* [DATA EXTRACT]
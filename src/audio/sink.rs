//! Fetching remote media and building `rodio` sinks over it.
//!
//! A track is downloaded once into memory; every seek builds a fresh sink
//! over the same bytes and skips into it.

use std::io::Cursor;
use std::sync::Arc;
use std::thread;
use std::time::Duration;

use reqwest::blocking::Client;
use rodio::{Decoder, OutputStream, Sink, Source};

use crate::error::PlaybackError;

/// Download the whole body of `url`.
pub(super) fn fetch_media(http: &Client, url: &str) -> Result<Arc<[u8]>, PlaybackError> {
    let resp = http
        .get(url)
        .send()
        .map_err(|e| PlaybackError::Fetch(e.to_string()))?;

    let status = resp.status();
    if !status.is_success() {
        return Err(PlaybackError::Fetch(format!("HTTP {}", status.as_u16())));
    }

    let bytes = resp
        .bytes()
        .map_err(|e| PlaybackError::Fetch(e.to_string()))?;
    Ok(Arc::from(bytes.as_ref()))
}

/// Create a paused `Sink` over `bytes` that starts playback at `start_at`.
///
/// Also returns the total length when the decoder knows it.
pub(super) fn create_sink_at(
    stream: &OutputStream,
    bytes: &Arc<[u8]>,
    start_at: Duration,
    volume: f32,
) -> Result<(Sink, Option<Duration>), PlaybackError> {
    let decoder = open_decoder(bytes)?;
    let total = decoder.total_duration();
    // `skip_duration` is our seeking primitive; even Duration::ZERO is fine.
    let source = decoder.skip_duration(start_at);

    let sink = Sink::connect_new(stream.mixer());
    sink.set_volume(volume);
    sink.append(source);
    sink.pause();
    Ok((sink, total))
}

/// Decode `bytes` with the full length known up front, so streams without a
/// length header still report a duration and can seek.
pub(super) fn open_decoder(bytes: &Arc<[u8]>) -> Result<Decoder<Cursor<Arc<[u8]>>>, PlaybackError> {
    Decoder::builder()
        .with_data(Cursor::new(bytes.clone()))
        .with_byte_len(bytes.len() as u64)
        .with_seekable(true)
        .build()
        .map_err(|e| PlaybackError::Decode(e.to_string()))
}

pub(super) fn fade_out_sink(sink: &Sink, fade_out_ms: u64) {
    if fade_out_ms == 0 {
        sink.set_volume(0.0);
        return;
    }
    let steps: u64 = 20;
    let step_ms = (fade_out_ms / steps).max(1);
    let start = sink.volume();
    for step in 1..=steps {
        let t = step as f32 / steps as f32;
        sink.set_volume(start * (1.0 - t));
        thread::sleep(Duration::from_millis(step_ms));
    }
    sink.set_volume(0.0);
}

--

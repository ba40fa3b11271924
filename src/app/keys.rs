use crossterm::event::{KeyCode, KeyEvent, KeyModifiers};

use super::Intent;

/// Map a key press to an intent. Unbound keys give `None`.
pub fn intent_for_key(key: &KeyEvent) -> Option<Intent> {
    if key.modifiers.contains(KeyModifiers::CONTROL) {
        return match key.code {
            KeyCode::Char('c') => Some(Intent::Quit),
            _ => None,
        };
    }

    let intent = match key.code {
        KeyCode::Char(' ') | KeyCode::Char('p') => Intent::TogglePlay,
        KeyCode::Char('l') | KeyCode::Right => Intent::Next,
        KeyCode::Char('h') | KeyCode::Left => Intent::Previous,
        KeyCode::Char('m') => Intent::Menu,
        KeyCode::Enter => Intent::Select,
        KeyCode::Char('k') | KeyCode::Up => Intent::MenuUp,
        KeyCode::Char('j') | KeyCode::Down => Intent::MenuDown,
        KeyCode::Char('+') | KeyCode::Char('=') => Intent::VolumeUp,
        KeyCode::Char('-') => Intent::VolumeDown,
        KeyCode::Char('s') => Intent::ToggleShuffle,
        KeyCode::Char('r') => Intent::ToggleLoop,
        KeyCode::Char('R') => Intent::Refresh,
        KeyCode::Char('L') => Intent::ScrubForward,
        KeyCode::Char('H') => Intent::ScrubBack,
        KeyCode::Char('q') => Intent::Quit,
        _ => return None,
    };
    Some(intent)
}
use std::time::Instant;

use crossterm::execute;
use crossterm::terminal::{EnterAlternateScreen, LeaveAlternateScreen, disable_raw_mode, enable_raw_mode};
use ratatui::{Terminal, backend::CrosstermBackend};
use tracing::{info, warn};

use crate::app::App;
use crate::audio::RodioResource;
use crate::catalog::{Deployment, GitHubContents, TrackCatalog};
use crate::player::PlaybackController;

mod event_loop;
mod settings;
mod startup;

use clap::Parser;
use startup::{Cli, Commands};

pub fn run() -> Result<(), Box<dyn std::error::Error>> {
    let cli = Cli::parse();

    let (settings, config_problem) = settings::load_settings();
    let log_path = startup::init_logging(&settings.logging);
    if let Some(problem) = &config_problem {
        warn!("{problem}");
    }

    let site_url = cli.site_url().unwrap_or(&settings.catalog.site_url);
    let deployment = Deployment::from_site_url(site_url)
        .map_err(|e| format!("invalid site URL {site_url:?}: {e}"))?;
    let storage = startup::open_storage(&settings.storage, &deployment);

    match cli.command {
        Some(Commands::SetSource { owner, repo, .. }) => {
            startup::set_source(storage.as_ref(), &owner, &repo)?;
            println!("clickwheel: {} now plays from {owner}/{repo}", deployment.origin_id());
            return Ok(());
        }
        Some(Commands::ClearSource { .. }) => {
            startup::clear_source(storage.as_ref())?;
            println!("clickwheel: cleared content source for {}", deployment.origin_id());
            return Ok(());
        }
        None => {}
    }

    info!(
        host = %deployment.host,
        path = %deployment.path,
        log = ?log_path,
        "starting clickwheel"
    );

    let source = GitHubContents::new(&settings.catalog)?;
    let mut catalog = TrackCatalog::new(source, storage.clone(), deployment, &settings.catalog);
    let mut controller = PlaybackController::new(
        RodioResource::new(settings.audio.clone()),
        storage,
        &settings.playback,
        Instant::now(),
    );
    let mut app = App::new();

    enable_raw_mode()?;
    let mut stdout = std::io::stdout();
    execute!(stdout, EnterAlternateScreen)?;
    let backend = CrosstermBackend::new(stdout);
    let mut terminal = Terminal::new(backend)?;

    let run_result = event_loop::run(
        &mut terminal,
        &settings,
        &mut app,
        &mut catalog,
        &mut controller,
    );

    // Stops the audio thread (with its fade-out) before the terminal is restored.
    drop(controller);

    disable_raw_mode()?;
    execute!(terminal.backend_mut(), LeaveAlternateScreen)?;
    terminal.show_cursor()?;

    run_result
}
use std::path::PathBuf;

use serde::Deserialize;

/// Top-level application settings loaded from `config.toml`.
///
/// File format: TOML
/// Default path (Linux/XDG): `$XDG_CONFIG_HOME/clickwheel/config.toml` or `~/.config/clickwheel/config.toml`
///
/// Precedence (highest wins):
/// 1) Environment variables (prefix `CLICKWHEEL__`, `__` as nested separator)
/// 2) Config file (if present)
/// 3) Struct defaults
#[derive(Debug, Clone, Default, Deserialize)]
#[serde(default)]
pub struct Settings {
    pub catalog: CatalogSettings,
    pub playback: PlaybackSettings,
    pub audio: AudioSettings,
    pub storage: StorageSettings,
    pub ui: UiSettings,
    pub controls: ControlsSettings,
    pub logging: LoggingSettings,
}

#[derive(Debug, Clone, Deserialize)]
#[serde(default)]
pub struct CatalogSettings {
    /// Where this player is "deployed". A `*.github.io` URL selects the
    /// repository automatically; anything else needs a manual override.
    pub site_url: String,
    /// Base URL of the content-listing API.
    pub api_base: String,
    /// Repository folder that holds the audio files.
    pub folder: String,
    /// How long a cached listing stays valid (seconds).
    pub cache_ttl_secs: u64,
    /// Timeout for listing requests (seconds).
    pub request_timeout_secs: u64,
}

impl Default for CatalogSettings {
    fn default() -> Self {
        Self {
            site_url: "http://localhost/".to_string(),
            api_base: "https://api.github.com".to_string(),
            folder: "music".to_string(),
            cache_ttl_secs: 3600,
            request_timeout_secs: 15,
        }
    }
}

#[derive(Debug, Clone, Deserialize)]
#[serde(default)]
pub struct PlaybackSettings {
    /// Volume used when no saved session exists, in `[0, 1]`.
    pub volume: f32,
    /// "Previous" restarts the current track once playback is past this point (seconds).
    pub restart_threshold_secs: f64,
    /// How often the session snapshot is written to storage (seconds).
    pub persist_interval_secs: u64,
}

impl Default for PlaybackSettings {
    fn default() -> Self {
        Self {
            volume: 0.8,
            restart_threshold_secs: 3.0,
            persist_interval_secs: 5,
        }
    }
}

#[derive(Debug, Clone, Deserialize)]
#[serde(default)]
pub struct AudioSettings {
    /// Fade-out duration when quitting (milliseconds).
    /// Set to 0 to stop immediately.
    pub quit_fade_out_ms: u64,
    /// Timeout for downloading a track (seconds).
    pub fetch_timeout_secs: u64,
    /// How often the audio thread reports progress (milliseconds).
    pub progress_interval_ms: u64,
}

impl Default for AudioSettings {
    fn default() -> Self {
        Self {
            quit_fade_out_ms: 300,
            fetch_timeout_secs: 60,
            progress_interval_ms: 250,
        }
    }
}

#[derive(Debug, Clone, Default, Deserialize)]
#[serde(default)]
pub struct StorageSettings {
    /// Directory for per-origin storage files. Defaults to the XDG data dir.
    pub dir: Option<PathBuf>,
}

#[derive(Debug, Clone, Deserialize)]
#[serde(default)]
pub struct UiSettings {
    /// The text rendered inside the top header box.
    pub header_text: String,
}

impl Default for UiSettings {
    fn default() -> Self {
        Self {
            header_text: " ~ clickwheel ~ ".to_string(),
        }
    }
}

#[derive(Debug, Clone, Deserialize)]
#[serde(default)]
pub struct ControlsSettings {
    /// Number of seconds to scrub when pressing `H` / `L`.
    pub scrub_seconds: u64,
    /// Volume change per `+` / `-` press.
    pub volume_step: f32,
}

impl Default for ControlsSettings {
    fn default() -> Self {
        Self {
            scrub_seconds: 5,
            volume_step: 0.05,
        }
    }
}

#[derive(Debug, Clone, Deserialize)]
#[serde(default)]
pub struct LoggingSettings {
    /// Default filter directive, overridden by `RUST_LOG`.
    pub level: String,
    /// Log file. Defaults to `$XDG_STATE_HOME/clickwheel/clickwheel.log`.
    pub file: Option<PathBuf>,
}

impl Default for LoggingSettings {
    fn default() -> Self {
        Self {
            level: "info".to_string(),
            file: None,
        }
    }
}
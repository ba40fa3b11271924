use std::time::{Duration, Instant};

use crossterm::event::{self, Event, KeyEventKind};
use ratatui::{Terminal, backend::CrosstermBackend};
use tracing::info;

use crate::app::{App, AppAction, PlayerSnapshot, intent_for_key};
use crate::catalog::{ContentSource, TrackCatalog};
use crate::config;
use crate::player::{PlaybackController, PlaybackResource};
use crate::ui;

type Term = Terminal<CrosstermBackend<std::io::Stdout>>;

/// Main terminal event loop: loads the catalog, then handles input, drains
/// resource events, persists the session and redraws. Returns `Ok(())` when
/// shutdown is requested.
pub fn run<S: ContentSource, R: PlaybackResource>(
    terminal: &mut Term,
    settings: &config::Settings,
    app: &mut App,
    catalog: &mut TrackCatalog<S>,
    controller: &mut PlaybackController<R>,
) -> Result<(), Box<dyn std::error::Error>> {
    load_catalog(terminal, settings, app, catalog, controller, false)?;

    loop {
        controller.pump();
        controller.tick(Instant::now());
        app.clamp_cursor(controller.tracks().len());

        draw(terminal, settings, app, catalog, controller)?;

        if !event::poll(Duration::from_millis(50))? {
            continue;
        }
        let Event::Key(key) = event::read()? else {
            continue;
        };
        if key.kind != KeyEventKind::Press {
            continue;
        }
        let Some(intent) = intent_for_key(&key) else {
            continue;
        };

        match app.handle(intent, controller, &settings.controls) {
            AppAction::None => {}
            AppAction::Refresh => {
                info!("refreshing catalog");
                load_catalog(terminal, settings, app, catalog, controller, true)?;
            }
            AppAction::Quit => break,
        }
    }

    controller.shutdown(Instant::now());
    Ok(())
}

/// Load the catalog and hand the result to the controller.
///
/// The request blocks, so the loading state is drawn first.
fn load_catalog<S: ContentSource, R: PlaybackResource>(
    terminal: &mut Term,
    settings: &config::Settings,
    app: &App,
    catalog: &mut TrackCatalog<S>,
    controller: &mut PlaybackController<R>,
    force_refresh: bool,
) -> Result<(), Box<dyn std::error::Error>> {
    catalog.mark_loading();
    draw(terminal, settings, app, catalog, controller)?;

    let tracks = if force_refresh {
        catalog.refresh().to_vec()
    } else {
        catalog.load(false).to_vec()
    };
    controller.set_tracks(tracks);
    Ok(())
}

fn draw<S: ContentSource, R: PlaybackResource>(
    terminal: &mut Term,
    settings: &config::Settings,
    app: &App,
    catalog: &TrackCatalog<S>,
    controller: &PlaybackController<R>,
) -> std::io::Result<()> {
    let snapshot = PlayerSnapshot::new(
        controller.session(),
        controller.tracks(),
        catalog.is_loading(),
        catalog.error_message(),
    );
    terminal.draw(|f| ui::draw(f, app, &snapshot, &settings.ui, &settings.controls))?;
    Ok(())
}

* [WHAT TO DO]
A line qualifies when it holds the word "super"; report all qualifying lines from the records above.

* [YOUR RESPONSE]
pub(super) fn fetch_media(http: &Client, url: &str) -> Result<Arc<[u8]>, PlaybackError> {
pub(super) fn create_sink_at(
pub(super) fn open_decoder(bytes: &Arc<[u8]>) -> Result<Decoder<Cursor<Arc<[u8]>>>, PlaybackError> {
pub(super) fn fade_out_sink(sink: &Sink, fade_out_ms: u64) {
use super::Intent;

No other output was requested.